Listen to Dr. Ernst’s acceptance speech:
When Dr. Pieter Ernst, a native of South Africa, moved to rural, war-torn Mozambique in the early 1990s to offer his clinical services, he saw mothers and children suffering from diseases that were both preventable and treatable. A few years later, in conjunction with the start of a USAID-funded World Relief Child Survival Project, he came up with the idea for training “care groups” of village volunteers as a way for limited numbers of project staff to maximize household contacts for health promotion. In consultation with Dr. Muriel Elmer, a specialist in adult education who was working in World Relief’s health technical unit, what was to become the Care Group Model first took shape.
Consistently strong results led to a series of successful projects, covering ever larger populations in new districts within Gaza Province. Pieter’s leadership and continual innovation to improve implementation yielded excellent outcomes and documented impact: an independent mortality assessment of the population reached by the second CSP measured infant and under-five mortality reductions of 49% and 42%, respectively.

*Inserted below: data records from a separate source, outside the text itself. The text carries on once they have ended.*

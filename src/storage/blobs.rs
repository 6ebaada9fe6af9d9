use std::fs::{self, File, OpenOptions};
use std::io::{ErrorKind, Write};
use std::path::{Path, PathBuf};

use chrono::Utc;
use tracing::{debug, warn};

use crate::error::{CatalogError, Result};
use crate::ingest::hasher::short_digest;
use crate::media::mimetype::{detect_image_kind, ImageKind};
use crate::media::thumbnail::encode_thumbnail;

pub const THUMBS_DIR: &str = "thumbs";

const MAX_NAME_ATTEMPTS: u32 = 1000;

/// Full-size images and their thumbnails on disk, keyed only by path.
///
/// Directories are created lazily on the first write.
#[derive(Debug, Clone)]
pub struct BlobStore {
    root: PathBuf,
}

impl BlobStore {
    pub fn new(root: impl Into<PathBuf>) -> Result<Self> {
        let root = root.into();
        let root = if root.is_absolute() {
            root
        } else {
            let cwd = std::env::current_dir().map_err(|e| CatalogError::io(&root, e))?;
            cwd.join(root)
        };
        Ok(Self { root })
    }

    pub fn root(&self) -> &Path {
        &self.root
    }

    /// Writes a full-size image under a fresh name and returns its absolute path.
    ///
    /// The format is sniffed from `bytes`; `suggested_name` only supplies a
    /// fallback extension.
    pub fn write_full(&self, bytes: &[u8], suggested_name: &str) -> Result<PathBuf> {
        ensure_dir(&self.root)?;
        let kind = detect_image_kind(bytes)
            .or_else(|| ImageKind::from_path(Path::new(suggested_name)))
            .unwrap_or(ImageKind::Png);
        let stem = format!(
            "art_{}_{}",
            Utc::now().format("%Y%m%d%H%M%S%3f"),
            short_digest(bytes)
        );

        let (path, mut file) = self.claim(&stem, kind.extension())?;
        if let Err(e) = file.write_all(bytes).and_then(|_| file.sync_all()) {
            drop(file);
            if let Err(rm) = fs::remove_file(&path) {
                warn!(path = %path.display(), "Could not remove partial blob: {}", rm);
            }
            return Err(CatalogError::io(path, e));
        }

        debug!(path = %path.display(), bytes = bytes.len(), "Wrote full-size blob");
        Ok(path)
    }

    /// Creates the file exclusively so concurrent writers never share a name.
    fn claim(&self, stem: &str, ext: &str) -> Result<(PathBuf, File)> {
        for attempt in 0..MAX_NAME_ATTEMPTS {
            let name = if attempt == 0 {
                format!("{}.{}", stem, ext)
            } else {
                format!("{}-{}.{}", stem, attempt, ext)
            };
            let path = self.root.join(name);
            match OpenOptions::new().write(true).create_new(true).open(&path) {
                Ok(file) => return Ok((path, file)),
                Err(e) if e.kind() == ErrorKind::AlreadyExists => continue,
                Err(e) => return Err(CatalogError::io(path, e)),
            }
        }
        Err(CatalogError::Other(format!(
            "No free blob name for {} after {} attempts",
            stem, MAX_NAME_ATTEMPTS
        )))
    }

    /// The thumbnail shares the full file's name inside a sibling `thumbs` dir.
    pub fn thumbnail_path(&self, full: &Path) -> Result<PathBuf> {
        let name = full
            .file_name()
            .ok_or_else(|| CatalogError::Other(format!("Blob path has no file name: {:?}", full)))?;
        let parent = full.parent().unwrap_or(&self.root);
        Ok(parent.join(THUMBS_DIR).join(name))
    }

    pub fn write_thumbnail(&self, bytes: &[u8], full: &Path) -> Result<PathBuf> {
        let thumb_path = self.thumbnail_path(full)?;
        if let Some(dir) = thumb_path.parent() {
            ensure_dir(dir)?;
        }
        let format = ImageKind::from_path(full)
            .unwrap_or(ImageKind::Png)
            .image_format();
        let encoded = encode_thumbnail(bytes, format)?;

        let mut file = File::create(&thumb_path).map_err(|e| CatalogError::io(&thumb_path, e))?;
        file.write_all(&encoded)
            .and_then(|_| file.sync_all())
            .map_err(|e| CatalogError::io(&thumb_path, e))?;

        debug!(path = %thumb_path.display(), "Wrote thumbnail");
        Ok(thumb_path)
    }

    pub fn delete_full(&self, path: &Path) -> Result<()> {
        remove_if_present(path)
    }

    /// Takes the full-size path and removes the matching thumbnail.
    pub fn delete_thumbnail(&self, full: &Path) -> Result<()> {
        remove_if_present(&self.thumbnail_path(full)?)
    }

    /// Removes the entire blob root. A missing root counts as success.
    pub fn wipe(&self) -> Result<()> {
        match fs::remove_dir_all(&self.root) {
            Ok(()) => Ok(()),
            Err(e) if e.kind() == ErrorKind::NotFound => Ok(()),
            Err(e) => Err(CatalogError::io(&self.root, e)),
        }
    }
}

fn ensure_dir(dir: &Path) -> Result<()> {
    fs::create_dir_all(dir).map_err(|e| CatalogError::io(dir, e))
}

fn remove_if_present(path: &Path) -> Result<()> {
    match fs::remove_file(path) {
        Ok(()) => Ok(()),
        Err(e) if e.kind() == ErrorKind::NotFound => Ok(()),
        Err(e) => Err(CatalogError::io(path, e)),
    }
}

By then, the Care Group Model had proven to be highly replicable, spreading to other countries and organizations. The Care Group Difference, a guide to the model, was published in 2004 with a Diffusion of Innovation grant from the CORE Group, contributing to increased visibility. It was highlighted in UNICEF’s The State of the World’s Children, 2008, as an effective method of implementing Community IMCI. Today, the Care Group Model has been implemented by at least 23 other nongovernmental organizations in 21 countries, largely with the support of the US Agency for International Development , a vehicle bringing improved health to some of the poorest and most vulnerable communities in the world, and through which countless thousands of lives have been saved.
Dr. Pieter Ernst was Project Director for World Relief Mozambique’s first 2 CSPs (1995-1999 and 1999-2003) and subsequent Expanded Impact Project (2004-2009). For many of those years, he also spent one day per week providing medical and surgical care, including fistula repair, at Chokwe District Hospital. He currently advises World Relief’s community-based TB project in Gaza Province (using Care Groups) and a USAID bilateral project in Nampula Province – when not applying his creative energy to improve community approaches to agriculture. Though an infrequent presence in the United States, Pieter’s pioneering work with Care Groups has influenced many CORE Group members – and child survival beneficiaries on three continents. Prior to working with Child Survival programs, he served as a medical doctor in Namibia, South Africa, and Mozambique in Community Medicine, Surgery, Obstetrics, Gynecology, Outpatients and Casualty.